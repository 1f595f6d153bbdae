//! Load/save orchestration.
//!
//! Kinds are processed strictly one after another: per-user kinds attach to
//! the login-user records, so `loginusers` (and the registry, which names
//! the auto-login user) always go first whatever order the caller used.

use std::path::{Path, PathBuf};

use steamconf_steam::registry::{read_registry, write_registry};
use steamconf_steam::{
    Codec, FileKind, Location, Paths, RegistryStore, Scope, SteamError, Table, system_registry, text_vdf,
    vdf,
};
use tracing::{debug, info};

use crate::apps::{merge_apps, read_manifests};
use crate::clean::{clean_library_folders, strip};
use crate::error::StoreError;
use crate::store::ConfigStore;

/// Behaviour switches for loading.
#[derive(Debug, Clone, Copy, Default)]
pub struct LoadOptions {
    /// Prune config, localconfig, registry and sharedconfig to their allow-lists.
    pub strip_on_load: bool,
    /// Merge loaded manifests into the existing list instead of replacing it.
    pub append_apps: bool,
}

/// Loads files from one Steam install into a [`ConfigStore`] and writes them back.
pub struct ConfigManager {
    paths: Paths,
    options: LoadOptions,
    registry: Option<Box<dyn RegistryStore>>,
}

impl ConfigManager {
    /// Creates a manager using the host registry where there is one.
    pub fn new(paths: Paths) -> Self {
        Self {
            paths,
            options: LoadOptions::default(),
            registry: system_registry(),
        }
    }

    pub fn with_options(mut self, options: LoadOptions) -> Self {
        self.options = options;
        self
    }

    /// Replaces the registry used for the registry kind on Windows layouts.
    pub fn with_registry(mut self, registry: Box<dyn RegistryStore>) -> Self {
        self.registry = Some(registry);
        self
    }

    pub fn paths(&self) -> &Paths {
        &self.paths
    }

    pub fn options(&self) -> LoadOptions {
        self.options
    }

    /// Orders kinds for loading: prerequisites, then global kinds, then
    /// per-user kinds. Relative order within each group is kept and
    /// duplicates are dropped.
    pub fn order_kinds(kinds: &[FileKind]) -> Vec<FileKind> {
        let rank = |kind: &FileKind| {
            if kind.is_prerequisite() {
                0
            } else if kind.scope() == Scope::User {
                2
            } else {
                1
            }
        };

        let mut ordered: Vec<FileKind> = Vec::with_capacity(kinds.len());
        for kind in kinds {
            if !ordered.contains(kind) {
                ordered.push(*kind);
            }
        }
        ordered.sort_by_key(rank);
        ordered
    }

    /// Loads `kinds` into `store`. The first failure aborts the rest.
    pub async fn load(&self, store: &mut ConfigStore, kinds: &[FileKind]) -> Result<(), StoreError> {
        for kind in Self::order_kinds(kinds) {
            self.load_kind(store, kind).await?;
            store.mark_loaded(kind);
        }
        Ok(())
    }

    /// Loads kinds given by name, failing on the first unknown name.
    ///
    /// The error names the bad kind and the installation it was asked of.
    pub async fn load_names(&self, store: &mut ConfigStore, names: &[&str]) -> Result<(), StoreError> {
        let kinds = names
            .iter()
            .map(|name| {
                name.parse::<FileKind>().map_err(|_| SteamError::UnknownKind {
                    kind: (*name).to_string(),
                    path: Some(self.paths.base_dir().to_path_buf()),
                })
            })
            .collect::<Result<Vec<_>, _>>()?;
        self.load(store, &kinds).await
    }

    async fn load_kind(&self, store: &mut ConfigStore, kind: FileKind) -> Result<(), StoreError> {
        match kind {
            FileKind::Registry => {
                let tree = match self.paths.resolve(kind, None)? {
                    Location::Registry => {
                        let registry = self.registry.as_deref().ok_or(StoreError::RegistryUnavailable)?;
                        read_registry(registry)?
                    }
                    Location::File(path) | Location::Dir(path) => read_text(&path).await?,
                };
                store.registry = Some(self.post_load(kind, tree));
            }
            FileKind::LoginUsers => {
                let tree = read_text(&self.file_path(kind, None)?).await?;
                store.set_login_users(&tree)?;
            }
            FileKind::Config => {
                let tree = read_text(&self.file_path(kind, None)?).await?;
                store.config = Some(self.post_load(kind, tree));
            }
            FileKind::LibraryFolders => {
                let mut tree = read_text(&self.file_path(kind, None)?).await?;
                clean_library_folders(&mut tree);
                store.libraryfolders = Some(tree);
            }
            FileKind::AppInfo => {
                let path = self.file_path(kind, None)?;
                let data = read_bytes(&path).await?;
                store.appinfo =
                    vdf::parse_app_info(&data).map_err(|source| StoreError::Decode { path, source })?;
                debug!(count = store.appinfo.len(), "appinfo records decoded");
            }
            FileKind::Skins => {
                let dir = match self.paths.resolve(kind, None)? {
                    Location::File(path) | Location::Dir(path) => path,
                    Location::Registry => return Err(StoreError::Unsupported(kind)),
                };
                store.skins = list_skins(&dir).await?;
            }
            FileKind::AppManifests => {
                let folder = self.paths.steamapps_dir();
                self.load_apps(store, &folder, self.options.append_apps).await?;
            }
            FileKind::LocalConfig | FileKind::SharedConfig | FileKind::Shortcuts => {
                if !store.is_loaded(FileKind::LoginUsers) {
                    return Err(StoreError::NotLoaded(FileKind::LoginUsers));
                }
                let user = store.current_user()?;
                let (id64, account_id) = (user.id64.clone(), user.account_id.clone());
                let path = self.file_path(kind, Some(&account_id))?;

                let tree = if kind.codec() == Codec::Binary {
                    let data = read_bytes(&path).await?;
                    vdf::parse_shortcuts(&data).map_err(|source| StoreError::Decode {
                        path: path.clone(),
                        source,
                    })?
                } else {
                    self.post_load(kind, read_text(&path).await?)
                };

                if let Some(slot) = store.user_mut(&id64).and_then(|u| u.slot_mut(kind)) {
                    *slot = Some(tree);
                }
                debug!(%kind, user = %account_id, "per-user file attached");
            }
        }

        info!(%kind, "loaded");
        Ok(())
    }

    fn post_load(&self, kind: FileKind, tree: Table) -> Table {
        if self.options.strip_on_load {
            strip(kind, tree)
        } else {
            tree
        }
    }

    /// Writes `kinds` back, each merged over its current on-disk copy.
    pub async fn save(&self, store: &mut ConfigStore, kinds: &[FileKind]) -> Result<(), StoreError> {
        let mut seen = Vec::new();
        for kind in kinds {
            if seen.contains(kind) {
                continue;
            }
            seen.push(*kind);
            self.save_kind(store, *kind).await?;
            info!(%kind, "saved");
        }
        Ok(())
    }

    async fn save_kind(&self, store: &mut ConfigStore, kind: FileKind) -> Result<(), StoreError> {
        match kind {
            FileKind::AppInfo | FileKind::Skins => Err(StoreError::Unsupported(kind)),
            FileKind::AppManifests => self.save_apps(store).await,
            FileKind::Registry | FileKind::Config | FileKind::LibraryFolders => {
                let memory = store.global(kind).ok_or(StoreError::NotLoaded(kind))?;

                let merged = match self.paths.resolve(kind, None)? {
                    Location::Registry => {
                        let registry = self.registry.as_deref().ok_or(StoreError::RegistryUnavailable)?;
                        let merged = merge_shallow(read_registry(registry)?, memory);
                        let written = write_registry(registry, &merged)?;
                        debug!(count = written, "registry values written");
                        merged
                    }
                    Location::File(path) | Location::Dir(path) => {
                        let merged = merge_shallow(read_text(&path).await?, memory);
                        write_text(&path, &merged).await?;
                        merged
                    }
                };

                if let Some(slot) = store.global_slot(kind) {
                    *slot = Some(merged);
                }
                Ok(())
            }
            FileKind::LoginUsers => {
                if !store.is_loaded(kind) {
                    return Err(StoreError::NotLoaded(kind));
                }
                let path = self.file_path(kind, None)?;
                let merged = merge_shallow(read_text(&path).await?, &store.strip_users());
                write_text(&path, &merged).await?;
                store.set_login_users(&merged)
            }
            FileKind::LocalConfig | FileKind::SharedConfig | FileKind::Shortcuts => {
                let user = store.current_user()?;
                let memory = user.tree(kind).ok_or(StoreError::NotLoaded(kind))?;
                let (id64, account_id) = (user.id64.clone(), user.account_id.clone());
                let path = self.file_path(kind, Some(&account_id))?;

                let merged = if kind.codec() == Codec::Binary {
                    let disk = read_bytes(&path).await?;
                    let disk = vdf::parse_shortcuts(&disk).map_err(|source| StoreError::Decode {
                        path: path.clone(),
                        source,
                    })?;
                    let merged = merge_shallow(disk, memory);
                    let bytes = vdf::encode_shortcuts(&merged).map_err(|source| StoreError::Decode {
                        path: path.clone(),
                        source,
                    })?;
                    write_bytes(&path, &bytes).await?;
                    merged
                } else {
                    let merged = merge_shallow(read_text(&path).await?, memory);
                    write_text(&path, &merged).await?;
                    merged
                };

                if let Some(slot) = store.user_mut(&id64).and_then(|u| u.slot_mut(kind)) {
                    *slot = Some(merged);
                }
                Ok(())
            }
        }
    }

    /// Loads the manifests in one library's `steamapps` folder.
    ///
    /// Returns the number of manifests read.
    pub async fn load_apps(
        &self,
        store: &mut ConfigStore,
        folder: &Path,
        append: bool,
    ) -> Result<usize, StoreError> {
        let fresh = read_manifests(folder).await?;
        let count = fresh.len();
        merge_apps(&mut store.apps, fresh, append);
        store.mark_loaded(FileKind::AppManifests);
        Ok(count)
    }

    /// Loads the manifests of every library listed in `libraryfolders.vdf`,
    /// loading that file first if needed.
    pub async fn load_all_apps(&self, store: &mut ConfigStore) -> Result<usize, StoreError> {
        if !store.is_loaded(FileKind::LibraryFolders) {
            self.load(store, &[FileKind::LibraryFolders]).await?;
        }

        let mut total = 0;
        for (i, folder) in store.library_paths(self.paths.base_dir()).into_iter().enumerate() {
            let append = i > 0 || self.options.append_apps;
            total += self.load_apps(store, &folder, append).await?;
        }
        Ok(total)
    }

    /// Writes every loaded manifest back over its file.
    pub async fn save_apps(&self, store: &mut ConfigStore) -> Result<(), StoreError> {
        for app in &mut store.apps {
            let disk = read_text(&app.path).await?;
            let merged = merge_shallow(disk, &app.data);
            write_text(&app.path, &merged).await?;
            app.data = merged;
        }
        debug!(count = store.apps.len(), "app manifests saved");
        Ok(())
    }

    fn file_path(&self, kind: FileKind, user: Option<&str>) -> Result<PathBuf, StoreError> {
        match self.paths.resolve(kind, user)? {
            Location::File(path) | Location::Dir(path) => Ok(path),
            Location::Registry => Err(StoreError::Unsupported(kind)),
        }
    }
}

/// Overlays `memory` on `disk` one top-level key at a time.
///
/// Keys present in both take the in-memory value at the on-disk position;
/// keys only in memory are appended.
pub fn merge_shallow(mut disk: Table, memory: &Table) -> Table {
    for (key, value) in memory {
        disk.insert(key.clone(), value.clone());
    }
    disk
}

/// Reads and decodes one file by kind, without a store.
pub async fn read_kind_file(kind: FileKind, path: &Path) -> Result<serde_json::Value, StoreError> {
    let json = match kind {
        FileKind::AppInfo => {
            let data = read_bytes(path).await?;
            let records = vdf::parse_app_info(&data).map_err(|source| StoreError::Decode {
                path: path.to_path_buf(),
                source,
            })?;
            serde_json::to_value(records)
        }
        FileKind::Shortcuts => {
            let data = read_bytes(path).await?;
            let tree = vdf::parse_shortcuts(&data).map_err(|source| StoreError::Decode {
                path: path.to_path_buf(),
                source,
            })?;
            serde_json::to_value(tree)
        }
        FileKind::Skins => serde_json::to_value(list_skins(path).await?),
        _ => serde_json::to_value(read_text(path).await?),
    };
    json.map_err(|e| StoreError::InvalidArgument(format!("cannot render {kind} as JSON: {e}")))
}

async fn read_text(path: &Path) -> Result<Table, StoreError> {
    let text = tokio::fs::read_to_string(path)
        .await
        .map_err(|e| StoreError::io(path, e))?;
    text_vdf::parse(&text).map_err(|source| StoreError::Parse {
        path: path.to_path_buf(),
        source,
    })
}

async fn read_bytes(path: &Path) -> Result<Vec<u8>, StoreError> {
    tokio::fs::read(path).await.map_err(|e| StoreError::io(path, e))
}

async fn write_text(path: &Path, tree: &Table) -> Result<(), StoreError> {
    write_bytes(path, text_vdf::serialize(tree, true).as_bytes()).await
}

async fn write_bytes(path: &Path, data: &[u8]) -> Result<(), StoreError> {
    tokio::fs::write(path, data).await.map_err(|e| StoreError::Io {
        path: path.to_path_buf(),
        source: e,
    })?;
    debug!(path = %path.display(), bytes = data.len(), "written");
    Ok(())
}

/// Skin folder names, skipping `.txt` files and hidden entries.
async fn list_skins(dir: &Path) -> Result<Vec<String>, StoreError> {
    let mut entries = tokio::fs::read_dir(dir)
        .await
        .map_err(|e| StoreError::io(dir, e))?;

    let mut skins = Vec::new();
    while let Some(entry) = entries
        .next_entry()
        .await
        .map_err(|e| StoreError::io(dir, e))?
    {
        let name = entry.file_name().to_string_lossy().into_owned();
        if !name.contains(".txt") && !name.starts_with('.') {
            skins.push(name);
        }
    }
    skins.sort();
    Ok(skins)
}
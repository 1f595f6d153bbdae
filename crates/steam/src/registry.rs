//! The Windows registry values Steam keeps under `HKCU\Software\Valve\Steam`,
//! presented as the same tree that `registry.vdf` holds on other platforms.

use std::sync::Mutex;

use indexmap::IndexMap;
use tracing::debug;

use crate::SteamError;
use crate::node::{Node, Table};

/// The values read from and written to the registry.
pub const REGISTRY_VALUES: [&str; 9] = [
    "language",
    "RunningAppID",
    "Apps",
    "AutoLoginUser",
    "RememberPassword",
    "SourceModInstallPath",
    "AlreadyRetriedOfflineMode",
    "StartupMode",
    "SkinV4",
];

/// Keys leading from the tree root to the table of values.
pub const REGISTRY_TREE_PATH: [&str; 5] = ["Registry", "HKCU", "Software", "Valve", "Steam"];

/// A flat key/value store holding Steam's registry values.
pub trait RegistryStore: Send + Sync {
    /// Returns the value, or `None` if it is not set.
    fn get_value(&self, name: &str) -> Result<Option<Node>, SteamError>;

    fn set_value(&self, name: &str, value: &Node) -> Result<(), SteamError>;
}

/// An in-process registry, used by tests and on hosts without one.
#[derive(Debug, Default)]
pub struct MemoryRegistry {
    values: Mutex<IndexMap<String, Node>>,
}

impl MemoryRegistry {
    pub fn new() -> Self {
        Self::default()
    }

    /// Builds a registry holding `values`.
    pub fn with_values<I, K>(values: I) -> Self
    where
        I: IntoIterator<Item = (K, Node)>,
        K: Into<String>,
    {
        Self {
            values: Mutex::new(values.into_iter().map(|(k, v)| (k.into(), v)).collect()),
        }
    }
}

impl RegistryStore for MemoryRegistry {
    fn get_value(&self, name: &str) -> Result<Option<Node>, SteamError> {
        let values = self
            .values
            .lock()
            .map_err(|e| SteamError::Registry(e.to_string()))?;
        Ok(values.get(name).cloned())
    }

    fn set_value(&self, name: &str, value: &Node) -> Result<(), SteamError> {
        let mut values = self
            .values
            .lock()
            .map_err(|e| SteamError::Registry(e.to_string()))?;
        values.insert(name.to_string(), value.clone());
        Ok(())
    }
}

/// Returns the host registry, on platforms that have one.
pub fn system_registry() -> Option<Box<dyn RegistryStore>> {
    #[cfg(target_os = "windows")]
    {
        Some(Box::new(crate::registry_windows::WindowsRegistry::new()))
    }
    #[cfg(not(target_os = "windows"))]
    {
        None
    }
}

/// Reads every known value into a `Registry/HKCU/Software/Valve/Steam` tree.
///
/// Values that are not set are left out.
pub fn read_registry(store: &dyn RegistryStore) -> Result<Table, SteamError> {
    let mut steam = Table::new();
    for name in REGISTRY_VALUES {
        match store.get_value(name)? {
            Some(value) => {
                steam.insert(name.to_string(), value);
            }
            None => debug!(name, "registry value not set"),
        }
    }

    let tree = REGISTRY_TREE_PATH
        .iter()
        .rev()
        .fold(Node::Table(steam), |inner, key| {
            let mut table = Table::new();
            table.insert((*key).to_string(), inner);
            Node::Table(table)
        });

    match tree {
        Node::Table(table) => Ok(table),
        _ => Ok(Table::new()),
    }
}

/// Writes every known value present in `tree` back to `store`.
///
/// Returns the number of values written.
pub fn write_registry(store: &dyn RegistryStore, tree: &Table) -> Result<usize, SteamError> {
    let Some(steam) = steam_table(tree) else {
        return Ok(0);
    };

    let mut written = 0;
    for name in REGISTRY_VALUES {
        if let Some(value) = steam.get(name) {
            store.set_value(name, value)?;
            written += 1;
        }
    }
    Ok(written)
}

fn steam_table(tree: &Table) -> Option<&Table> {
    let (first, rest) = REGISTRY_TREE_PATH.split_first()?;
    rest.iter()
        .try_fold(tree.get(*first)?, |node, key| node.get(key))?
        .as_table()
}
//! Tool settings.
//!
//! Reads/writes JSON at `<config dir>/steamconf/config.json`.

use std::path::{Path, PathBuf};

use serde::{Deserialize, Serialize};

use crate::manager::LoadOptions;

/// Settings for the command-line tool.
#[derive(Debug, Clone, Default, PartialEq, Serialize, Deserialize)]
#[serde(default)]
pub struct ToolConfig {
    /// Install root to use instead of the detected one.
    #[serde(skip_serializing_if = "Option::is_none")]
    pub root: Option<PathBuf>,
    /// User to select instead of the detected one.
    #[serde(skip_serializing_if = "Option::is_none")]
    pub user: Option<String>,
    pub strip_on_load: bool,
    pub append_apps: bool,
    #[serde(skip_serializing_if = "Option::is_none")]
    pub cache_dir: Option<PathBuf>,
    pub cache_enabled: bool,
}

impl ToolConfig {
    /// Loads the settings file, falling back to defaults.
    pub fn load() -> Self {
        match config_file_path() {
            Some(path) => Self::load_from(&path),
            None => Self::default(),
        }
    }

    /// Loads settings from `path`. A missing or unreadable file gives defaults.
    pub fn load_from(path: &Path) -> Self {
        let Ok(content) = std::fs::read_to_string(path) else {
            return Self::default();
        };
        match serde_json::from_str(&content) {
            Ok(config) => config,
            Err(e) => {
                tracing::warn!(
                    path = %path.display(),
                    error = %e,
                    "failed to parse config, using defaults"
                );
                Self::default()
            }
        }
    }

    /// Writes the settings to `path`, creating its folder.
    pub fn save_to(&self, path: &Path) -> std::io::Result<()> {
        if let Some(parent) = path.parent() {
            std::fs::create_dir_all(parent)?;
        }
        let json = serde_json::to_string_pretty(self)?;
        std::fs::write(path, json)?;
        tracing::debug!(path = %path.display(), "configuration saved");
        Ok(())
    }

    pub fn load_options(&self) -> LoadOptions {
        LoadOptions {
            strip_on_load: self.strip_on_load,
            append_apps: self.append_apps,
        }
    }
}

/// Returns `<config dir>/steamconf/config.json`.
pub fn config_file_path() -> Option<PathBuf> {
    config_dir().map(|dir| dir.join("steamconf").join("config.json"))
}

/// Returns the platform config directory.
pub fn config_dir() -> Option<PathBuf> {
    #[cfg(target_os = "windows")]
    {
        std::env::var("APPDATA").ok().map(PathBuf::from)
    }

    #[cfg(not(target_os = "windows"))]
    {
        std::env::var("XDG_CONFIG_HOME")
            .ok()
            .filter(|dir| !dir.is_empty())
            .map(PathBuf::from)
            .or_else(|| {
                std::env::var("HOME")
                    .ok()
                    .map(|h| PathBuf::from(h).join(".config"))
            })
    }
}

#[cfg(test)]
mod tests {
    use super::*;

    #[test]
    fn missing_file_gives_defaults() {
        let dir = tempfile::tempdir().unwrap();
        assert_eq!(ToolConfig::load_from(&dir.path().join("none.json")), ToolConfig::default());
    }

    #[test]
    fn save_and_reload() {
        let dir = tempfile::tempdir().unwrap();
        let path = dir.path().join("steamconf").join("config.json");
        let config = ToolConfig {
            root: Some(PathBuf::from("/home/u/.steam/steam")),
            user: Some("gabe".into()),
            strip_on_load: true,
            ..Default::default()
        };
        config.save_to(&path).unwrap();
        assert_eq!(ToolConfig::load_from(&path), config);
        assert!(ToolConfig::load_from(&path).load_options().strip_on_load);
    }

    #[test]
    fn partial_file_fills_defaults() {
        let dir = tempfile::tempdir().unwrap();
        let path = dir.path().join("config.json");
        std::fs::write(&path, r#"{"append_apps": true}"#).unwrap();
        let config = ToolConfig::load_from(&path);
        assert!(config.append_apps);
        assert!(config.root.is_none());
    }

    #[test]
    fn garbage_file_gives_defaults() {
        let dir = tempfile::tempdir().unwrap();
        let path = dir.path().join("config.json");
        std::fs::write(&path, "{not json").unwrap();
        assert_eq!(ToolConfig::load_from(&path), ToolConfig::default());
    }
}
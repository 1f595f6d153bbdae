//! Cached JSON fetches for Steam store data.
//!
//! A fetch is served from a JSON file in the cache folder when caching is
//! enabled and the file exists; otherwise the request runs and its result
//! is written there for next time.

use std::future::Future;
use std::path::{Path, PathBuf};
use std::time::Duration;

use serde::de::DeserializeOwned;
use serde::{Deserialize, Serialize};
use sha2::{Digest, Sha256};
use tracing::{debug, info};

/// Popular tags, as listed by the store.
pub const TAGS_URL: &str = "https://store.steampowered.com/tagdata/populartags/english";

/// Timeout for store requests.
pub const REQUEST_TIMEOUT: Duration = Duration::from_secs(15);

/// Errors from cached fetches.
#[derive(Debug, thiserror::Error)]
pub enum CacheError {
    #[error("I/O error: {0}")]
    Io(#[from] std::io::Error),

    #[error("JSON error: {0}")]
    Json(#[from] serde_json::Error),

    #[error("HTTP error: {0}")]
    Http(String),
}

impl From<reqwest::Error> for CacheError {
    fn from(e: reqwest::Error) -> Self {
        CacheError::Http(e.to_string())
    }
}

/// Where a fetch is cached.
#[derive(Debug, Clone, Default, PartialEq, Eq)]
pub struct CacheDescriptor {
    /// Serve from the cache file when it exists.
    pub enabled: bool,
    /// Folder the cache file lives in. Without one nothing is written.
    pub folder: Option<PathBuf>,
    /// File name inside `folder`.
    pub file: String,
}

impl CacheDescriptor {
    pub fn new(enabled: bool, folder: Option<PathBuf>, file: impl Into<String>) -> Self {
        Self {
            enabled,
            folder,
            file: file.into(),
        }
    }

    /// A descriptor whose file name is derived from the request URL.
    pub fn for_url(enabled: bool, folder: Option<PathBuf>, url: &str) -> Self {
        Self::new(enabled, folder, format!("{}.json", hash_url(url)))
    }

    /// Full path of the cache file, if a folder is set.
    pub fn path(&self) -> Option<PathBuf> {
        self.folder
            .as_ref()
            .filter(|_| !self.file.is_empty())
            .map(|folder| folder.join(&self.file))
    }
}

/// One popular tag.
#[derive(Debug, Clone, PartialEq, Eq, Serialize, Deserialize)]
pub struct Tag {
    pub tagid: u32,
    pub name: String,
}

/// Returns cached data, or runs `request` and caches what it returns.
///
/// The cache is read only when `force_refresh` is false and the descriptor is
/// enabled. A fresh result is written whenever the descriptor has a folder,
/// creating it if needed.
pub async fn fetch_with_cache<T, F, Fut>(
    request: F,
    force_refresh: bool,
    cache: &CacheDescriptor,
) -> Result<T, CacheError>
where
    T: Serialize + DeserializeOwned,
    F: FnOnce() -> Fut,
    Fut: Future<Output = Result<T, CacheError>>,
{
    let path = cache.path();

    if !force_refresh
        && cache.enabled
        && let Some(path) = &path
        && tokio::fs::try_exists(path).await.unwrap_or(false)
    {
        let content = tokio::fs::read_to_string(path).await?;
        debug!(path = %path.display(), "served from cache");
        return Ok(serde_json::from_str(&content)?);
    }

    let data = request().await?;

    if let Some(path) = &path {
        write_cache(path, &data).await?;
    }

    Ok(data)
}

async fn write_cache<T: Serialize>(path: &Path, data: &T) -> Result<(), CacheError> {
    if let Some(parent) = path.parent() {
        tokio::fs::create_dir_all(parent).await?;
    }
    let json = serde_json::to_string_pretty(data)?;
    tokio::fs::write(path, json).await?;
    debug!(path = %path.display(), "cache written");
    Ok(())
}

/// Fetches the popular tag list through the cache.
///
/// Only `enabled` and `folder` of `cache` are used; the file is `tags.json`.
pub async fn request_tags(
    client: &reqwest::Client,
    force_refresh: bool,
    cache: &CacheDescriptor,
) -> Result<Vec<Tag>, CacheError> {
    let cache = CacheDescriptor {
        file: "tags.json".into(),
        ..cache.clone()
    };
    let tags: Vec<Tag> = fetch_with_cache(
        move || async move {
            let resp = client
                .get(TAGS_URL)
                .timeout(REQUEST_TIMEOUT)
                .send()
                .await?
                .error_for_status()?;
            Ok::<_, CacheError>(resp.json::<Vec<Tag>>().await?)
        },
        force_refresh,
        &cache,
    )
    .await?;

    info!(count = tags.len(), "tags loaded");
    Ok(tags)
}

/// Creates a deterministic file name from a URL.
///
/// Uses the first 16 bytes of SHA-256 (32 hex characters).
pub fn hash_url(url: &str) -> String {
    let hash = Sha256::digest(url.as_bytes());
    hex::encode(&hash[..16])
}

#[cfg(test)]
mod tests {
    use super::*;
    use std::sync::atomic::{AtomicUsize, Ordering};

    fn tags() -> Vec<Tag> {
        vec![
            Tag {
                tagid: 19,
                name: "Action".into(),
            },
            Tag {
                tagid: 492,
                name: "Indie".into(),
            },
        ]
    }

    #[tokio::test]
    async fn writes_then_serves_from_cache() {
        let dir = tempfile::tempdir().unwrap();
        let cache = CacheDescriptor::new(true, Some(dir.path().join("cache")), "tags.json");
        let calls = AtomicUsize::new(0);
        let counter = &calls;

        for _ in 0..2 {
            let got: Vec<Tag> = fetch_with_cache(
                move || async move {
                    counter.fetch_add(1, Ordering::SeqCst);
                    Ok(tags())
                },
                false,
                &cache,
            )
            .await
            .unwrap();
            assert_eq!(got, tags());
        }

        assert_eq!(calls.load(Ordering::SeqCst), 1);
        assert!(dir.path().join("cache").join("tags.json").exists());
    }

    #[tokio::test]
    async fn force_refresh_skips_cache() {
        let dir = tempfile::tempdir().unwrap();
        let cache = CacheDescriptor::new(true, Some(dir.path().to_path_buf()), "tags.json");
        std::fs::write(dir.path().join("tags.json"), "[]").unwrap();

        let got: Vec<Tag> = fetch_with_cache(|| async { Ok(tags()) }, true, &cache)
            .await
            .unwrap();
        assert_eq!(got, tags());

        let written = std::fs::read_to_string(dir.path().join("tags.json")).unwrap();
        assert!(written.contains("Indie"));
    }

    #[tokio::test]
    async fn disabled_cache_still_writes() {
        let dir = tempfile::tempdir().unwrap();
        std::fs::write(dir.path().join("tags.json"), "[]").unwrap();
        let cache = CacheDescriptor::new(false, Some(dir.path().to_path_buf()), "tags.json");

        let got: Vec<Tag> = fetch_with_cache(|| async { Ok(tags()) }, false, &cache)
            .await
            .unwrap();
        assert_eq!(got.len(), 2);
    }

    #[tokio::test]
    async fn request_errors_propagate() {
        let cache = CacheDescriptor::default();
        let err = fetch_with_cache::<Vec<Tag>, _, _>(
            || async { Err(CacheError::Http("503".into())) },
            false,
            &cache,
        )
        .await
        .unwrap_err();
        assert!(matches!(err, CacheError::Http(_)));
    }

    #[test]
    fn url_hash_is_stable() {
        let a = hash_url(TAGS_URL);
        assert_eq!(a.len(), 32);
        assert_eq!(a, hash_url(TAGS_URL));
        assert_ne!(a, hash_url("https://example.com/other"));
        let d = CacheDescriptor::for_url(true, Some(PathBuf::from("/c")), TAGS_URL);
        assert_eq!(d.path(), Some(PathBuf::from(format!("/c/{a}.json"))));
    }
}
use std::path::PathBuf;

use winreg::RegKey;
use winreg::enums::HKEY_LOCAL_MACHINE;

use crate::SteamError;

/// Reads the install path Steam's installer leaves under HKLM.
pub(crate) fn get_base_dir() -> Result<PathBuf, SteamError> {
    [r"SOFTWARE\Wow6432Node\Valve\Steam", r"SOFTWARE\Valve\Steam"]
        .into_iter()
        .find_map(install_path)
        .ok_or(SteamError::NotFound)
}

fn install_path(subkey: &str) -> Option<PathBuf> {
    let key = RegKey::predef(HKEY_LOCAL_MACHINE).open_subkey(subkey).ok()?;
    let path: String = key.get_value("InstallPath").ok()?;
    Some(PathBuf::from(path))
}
· · · ·
# [Instructions to follow]
Give only the count of lines in the listing that contain the string "reqwest".

# [Written solution]
3